National Journal has released its rankings of the most conservative members of the U.S. House of Representatives, and Georgia's Austin Scott was ranked second on this list for 2012. Given that their number one choice, Todd Akin, is no longer serving due to his failed attempt to become a senator, Scott can be said to be the most conservative member of Congress at this point.

Unless you ask Heritage Action, which sees things differently. They cite Tom Graves in a four-way tie as the House's most conservative member, with a rating of 97 percent. Rep. Paul Broun is the sole holder of their next position with a 96 percent ranking.

National Journal gave a separate article to the ranking of Broun, the only officially announced candidate to replace Sen. Saxby Chambliss. They even dared use the "M" word -- moderate -- to describe his ranking of 175th most conservative member of the House. Other potential candidates listed were Phil Gingrey (52nd), Jack Kingston (55th), Tom Price (59th), and Heritage Actions' #1 Tom Graves at 68th. For those looking at these metrics with an eye on the U.S. Senate race, they also name Rep. John Barrow the most conservative Democrat currently in the U.S. House.

Not only do these rankings differ between the various organizations, but from year to year. The rankings for 2011 votes from National Journal had three Georgia Congressmen -- Gingrey, Price, and Lynn Westmoreland -- all tied at first place. It's hard to imagine 50-60 people getting more conservative than them in one year's time, or that any of these men suddenly developed a lib'rul streak.

Truthfully, these rankings are much more about generating headlines and publicity for the publications and their underlying organizations than they are about the underlying actions of the members. They are known, however, to send congressional communications directors into a bit of a flurry as they try to either capitalize on a beneficial score or try to tamp down any suggestion that the member they work for is anything less than a bona-fide conservative.

The fact that the rankings differ so widely between Heritage Action and National Review delivers a much bigger and more salient point. There is no commonly accepted definition of conservative anymore. The word now means entirely different things to different people. It has, frankly, approached the point where the claim of being a "conservative" is itself almost meaningless without additional context.

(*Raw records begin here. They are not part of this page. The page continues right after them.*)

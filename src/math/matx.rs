//! Arbitrary-size dense matrices and vectors
//!
//! # Example
//!
//! ```
//! use rayo::math::MatX;
//!
//! let m = MatX::from_vec(2, 3, vec![1.0, 2.0, 3.0, 4.0, 5.0, 6.0]).unwrap();
//! assert_eq!(m.rows(), 2);
//! assert_eq!(m.cols(), 3);
//! assert_eq!(m.get(1, 0), Some(&4.0));
//! ```

use std::ops::{Index, IndexMut};

use crate::random::SeededRandom;
use crate::{RayoError, Result};

/// A dense matrix with row-major storage
///
/// For a 2x3 matrix:
/// ```text
/// [[a, b, c],
///  [d, e, f]]
/// ```
/// Data is stored as: [a, b, c, d, e, f]
#[derive(Debug, Clone, PartialEq, Default)]
pub struct MatX {
    rows: usize,
    cols: usize,
    data: Vec<f32>,
}

impl MatX {
    /// Zero-filled `rows x cols` matrix
    pub fn zeros(rows: usize, cols: usize) -> Self {
        MatX {
            rows,
            cols,
            data: vec![0.0; rows * cols],
        }
    }

    /// Creates a matrix from row-major data
    ///
    /// # Errors
    ///
    /// Returns `SizeMismatch` if `data.len() != rows * cols`
    pub fn from_vec(rows: usize, cols: usize, data: Vec<f32>) -> Result<Self> {
        if data.len() != rows * cols {
            return Err(RayoError::SizeMismatch {
                expected: rows * cols,
                actual: data.len(),
            });
        }
        Ok(MatX { rows, cols, data })
    }

    /// Matrix with entries uniformly drawn from `[lo, hi)` by a generator seeded with `seed`
    ///
    /// Entries are drawn in storage order, so equal arguments give equal matrices.
    pub fn random(rows: usize, cols: usize, seed: u32, lo: f32, hi: f32) -> Self {
        let mut rnd = SeededRandom::new(seed);
        let range = hi - lo;
        let data = (0..rows * cols)
            .map(|_| lo + rnd.random_float() * range)
            .collect();
        MatX { rows, cols, data }
    }

    #[inline]
    pub fn rows(&self) -> usize {
        self.rows
    }

    #[inline]
    pub fn cols(&self) -> usize {
        self.cols
    }

    /// Element at `(row, col)`, or `None` out of bounds
    pub fn get(&self, row: usize, col: usize) -> Option<&f32> {
        if row < self.rows && col < self.cols {
            self.data.get(row * self.cols + col)
        } else {
            None
        }
    }

    /// One row as a slice
    #[inline]
    pub fn row(&self, row: usize) -> &[f32] {
        &self.data[row * self.cols..(row + 1) * self.cols]
    }

    /// One row as a mutable slice
    #[inline]
    pub fn row_mut(&mut self, row: usize) -> &mut [f32] {
        &mut self.data[row * self.cols..(row + 1) * self.cols]
    }

    #[inline]
    pub fn as_slice(&self) -> &[f32] {
        &self.data
    }

    #[inline]
    pub fn as_mut_slice(&mut self) -> &mut [f32] {
        &mut self.data
    }

    /// Resize to `rows x cols`, zero-filling
    pub fn set_size(&mut self, rows: usize, cols: usize) {
        self.rows = rows;
        self.cols = cols;
        self.data.clear();
        self.data.resize(rows * cols, 0.0);
    }

    /// Same shape and every element within `epsilon`
    pub fn compare(&self, other: &Self, epsilon: f32) -> bool {
        self.rows == other.rows
            && self.cols == other.cols
            && self
                .data
                .iter()
                .zip(other.data.iter())
                .all(|(a, b)| (a - b).abs() <= epsilon)
    }
}

impl Index<(usize, usize)> for MatX {
    type Output = f32;

    #[inline]
    fn index(&self, (row, col): (usize, usize)) -> &f32 {
        debug_assert!(col < self.cols);
        &self.data[row * self.cols + col]
    }
}

impl IndexMut<(usize, usize)> for MatX {
    #[inline]
    fn index_mut(&mut self, (row, col): (usize, usize)) -> &mut f32 {
        debug_assert!(col < self.cols);
        &mut self.data[row * self.cols + col]
    }
}

/// A dense vector of arbitrary length
#[derive(Debug, Clone, PartialEq, Default)]
pub struct VecX {
    data: Vec<f32>,
}

impl VecX {
    /// Zero-filled vector of length `len`
    pub fn zeros(len: usize) -> Self {
        VecX {
            data: vec![0.0; len],
        }
    }

    pub fn from_vec(data: Vec<f32>) -> Self {
        VecX { data }
    }

    /// Vector with entries uniformly drawn from `[lo, hi)`
    pub fn random(len: usize, seed: u32, lo: f32, hi: f32) -> Self {
        let mut rnd = SeededRandom::new(seed);
        let range = hi - lo;
        VecX {
            data: (0..len).map(|_| lo + rnd.random_float() * range).collect(),
        }
    }

    #[inline]
    pub fn len(&self) -> usize {
        self.data.len()
    }

    #[inline]
    pub fn is_empty(&self) -> bool {
        self.data.is_empty()
    }

    #[inline]
    pub fn as_slice(&self) -> &[f32] {
        &self.data
    }

    #[inline]
    pub fn as_mut_slice(&mut self) -> &mut [f32] {
        &mut self.data
    }

    /// Resize to `len`, zero-filling
    pub fn set_size(&mut self, len: usize) {
        self.data.clear();
        self.data.resize(len, 0.0);
    }

    /// Same length and every element within `epsilon`
    pub fn compare(&self, other: &Self, epsilon: f32) -> bool {
        self.len() == other.len()
            && self
                .data
                .iter()
                .zip(other.data.iter())
                .all(|(a, b)| (a - b).abs() <= epsilon)
    }
}

impl Index<usize> for VecX {
    type Output = f32;

    #[inline]
    fn index(&self, i: usize) -> &f32 {
        &self.data[i]
    }
}

impl IndexMut<usize> for VecX {
    #[inline]
    fn index_mut(&mut self, i: usize) -> &mut f32 {
        &mut self.data[i]
    }
}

The matter is further complicated when attempting to score the attempt to enact a more conservative form of government. National Journal creates a scorecard that ties points closer to that of Republican leadership, indicating that support for an overall plan to enact the most conservative legislation possible moves the overall situation of governance toward the conservative spectrum.

Heritage Action scores more on purity and absolutes, giving more credit to those who buck leadership as more of a rule than an exception. They will generally be supportive of those who eschew compromise and will hold out until a bill passes their often illusive goals. They would rather have members not be part of an overall solution than be part of one that they determine is less than their goal.

Overall, scorecards like this give the members of Congress who earn them talking points and direct mail bullet points. They also reduce political debate to yet another form of sound bite instead of facilitating a deeper discussion.

Lost in this process is what it means to be a conservative. You either score highly or you don't.

In a land where Ronald Reagan and Barry Goldwater are now a full generation removed from leading the movement, conservatives continue to struggle with both brand identity and a cohesive direction with which to grow their base and implement change. The loss of a central definition of conservatism, or an accepted method to even identify what is conservative, illustrates part of Republicans' fundamental problem.

If we no longer even know what it means to be a conservative, it's going to be awfully difficult to sell conservatism to voters who have rejected the party time and again during the last several election cycles.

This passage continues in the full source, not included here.